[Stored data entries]
-*-*-
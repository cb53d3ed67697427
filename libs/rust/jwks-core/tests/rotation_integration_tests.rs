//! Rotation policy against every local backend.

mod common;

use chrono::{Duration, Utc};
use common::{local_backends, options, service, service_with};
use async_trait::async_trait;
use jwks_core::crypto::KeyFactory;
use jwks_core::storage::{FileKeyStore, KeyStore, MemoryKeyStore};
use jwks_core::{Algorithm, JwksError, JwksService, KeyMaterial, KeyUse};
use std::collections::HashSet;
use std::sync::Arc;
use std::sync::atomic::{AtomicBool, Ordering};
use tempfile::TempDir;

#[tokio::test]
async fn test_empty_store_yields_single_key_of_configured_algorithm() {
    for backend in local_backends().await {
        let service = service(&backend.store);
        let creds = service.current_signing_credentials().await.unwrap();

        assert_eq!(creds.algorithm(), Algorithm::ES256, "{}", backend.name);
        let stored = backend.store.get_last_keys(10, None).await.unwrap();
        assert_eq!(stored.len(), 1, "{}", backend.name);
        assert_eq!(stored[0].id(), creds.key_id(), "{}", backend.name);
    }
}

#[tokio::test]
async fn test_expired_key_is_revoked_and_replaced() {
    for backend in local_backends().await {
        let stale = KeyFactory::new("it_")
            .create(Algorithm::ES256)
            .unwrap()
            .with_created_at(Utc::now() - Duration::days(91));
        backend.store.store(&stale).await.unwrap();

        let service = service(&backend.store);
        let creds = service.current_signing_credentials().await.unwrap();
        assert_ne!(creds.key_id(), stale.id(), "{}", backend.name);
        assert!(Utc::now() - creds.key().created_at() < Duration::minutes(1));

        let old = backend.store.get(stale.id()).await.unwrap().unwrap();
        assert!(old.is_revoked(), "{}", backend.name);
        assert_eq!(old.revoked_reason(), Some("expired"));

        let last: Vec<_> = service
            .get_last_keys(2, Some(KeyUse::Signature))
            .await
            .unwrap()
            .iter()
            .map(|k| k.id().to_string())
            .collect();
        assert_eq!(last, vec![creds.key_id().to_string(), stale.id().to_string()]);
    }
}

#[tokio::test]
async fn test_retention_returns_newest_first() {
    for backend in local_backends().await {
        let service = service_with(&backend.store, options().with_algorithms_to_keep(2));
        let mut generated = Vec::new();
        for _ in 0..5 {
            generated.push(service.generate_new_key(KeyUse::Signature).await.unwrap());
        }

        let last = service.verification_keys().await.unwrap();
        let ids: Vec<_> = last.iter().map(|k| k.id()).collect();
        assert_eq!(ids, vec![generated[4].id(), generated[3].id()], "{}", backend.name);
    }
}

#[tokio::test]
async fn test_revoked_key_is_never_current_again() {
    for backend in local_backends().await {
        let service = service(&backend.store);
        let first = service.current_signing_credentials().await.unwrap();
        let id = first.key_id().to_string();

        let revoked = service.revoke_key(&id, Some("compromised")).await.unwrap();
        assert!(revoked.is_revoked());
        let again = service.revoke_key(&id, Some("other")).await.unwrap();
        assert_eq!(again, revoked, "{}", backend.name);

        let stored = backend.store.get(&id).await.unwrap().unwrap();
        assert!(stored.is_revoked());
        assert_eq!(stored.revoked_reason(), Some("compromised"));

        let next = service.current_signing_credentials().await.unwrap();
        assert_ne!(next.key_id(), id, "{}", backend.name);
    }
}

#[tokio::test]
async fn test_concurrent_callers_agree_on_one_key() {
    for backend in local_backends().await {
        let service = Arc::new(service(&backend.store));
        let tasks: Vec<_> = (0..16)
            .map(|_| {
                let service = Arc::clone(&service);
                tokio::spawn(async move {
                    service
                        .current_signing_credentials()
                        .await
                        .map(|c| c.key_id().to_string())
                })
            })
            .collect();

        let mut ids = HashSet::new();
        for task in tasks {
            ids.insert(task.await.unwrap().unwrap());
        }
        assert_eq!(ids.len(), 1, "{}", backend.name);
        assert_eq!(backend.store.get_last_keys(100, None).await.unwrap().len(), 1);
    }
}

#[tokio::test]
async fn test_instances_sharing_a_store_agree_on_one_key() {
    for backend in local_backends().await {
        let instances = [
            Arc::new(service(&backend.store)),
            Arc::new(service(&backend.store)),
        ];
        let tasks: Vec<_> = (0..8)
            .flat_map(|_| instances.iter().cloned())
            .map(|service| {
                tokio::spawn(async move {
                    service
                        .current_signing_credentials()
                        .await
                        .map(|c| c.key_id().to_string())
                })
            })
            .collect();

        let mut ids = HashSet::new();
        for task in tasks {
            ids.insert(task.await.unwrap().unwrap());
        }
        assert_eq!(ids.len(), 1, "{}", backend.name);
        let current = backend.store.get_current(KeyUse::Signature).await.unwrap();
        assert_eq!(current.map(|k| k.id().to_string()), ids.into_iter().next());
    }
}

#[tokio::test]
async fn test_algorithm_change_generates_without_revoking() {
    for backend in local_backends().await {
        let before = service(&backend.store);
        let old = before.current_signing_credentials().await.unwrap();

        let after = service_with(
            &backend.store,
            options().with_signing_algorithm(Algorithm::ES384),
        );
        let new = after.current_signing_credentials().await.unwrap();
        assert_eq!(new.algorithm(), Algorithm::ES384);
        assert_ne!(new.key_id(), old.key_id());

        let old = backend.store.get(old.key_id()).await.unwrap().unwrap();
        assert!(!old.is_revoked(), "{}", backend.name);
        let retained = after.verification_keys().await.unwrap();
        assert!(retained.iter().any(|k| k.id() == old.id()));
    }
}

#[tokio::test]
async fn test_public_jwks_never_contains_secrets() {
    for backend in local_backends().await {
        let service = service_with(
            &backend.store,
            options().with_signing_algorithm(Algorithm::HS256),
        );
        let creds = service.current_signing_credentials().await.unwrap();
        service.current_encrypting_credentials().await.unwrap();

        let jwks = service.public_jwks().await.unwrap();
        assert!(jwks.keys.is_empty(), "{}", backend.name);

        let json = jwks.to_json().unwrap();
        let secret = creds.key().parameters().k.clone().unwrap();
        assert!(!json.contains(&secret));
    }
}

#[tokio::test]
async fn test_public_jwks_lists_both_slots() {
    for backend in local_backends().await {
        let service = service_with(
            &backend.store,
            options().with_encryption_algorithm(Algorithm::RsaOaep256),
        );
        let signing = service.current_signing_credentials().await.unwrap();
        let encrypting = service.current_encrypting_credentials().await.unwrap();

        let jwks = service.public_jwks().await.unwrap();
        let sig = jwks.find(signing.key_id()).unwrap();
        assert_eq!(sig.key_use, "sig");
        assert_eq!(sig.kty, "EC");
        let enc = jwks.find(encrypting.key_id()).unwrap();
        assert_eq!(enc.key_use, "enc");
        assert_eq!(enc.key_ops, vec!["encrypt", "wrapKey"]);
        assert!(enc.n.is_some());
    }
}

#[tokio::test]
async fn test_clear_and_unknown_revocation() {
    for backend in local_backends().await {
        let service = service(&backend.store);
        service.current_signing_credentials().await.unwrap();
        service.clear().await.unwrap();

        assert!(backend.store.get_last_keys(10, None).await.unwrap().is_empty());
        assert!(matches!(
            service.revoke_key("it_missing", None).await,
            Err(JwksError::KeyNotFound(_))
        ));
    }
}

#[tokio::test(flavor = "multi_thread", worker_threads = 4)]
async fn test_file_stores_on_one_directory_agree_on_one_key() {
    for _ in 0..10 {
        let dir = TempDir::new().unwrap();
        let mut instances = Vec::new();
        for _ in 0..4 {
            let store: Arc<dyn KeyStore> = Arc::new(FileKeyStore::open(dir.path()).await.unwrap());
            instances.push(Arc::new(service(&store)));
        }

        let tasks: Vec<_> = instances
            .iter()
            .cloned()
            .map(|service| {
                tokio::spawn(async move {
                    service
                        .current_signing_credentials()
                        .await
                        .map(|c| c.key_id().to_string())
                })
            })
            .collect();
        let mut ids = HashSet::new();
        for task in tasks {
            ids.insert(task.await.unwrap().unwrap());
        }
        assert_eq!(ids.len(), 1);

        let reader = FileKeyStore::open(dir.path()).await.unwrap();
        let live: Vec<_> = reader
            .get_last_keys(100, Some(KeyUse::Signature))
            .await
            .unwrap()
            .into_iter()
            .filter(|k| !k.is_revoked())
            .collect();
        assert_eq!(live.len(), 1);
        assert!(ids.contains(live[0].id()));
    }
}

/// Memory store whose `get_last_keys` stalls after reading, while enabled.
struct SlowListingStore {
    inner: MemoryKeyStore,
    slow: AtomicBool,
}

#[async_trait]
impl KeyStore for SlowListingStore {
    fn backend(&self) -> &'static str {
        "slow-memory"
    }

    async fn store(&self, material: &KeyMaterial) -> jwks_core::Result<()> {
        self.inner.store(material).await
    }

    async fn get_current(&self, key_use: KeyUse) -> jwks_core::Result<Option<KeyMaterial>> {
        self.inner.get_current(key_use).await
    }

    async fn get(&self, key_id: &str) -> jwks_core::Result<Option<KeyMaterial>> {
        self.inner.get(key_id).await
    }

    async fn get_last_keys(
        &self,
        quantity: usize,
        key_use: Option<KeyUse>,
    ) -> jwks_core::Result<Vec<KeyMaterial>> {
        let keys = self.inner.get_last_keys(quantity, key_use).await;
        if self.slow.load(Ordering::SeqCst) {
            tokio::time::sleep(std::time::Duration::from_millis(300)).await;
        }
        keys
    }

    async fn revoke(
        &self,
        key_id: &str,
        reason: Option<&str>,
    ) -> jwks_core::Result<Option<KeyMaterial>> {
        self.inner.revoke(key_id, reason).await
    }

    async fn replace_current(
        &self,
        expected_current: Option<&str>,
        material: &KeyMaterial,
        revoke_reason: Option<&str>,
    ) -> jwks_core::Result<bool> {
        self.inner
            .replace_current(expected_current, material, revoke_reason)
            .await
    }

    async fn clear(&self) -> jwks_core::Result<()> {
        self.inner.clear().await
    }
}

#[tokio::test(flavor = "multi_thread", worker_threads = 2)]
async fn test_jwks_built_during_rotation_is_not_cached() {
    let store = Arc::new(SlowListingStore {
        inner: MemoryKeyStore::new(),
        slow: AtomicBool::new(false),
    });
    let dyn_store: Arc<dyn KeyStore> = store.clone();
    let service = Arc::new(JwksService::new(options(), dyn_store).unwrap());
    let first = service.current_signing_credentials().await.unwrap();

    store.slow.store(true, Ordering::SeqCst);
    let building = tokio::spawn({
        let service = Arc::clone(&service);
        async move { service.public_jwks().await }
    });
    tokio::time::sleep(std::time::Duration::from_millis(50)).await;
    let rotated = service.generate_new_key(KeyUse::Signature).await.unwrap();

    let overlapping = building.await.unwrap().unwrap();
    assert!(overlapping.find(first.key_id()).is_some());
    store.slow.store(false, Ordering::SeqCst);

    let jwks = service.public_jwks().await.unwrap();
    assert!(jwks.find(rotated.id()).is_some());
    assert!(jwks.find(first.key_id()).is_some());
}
-*-*-
• _Exercise instructions_:
A single number is required: the count of lines in the data that include the string "before".

• _Answer section_:
2